**Problem:** Show every line of the data where the word "serde" can be found.

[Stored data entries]
========================
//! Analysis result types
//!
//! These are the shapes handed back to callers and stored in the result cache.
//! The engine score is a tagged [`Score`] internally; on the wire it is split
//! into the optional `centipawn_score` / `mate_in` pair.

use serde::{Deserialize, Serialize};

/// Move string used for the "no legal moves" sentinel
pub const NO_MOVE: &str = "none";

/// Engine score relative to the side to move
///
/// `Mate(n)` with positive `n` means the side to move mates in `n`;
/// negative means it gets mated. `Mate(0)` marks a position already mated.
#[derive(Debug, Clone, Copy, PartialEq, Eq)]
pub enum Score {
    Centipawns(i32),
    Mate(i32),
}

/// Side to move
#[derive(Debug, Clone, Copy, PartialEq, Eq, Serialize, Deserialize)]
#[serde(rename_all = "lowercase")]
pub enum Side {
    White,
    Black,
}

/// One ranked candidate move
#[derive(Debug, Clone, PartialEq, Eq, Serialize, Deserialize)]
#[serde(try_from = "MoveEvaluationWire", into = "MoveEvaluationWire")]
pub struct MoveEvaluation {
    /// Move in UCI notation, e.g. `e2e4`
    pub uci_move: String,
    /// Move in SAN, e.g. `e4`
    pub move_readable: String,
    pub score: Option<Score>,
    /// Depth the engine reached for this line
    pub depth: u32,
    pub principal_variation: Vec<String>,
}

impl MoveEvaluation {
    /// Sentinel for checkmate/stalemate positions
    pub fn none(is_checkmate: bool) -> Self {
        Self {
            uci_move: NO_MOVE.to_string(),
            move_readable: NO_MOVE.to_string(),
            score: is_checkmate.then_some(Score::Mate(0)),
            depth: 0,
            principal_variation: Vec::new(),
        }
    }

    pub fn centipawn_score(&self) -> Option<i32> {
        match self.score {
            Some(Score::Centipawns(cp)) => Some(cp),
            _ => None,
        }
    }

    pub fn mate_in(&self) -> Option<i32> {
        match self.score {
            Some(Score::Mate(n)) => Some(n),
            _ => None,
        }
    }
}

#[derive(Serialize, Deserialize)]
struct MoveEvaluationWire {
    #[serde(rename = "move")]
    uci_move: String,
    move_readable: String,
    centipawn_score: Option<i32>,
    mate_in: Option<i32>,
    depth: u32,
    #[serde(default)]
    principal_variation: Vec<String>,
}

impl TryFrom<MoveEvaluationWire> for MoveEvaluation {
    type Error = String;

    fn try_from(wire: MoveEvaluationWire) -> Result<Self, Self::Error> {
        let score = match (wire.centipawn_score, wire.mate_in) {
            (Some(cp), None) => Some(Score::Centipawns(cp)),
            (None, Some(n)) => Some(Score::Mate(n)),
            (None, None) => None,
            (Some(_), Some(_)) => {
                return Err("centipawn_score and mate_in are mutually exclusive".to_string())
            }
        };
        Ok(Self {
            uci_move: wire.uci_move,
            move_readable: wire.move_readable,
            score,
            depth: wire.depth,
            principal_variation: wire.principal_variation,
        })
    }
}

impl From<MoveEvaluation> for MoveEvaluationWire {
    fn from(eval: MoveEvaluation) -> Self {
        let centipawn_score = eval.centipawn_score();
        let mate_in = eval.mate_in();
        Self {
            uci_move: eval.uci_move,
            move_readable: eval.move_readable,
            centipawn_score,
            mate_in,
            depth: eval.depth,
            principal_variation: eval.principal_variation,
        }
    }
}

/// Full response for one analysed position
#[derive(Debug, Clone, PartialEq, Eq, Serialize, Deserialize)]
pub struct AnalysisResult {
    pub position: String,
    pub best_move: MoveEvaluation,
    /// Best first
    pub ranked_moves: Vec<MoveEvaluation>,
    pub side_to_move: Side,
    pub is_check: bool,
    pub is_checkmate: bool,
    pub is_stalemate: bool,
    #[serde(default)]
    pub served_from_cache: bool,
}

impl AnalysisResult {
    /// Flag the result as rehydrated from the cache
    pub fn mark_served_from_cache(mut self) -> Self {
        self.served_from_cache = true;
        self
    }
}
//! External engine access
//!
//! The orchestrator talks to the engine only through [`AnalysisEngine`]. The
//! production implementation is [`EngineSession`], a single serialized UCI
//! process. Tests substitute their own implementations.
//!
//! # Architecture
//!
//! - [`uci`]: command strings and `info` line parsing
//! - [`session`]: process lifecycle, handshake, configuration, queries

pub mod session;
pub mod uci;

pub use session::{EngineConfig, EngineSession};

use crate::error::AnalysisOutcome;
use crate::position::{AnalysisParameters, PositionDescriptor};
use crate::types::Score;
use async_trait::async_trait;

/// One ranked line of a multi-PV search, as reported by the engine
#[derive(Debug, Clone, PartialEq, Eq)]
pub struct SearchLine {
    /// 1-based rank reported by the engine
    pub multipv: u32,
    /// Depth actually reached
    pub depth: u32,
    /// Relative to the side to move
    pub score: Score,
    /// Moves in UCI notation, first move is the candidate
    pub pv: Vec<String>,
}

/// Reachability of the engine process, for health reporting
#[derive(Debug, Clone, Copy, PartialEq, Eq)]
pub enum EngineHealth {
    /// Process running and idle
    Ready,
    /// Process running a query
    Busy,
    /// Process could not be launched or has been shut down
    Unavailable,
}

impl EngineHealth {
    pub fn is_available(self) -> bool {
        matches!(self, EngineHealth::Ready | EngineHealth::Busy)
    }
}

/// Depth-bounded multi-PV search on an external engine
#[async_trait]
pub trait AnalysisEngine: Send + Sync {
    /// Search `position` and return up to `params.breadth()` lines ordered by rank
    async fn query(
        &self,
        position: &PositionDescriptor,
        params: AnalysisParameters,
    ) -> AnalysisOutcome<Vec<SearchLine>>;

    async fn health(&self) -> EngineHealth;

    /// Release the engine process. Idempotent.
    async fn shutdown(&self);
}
========================
**Solution below:**
use serde::{Deserialize, Serialize};
#[serde(rename_all = "lowercase")]
#[serde(try_from = "MoveEvaluationWire", into = "MoveEvaluationWire")]
    #[serde(rename = "move")]
    #[serde(default)]
    #[serde(default)]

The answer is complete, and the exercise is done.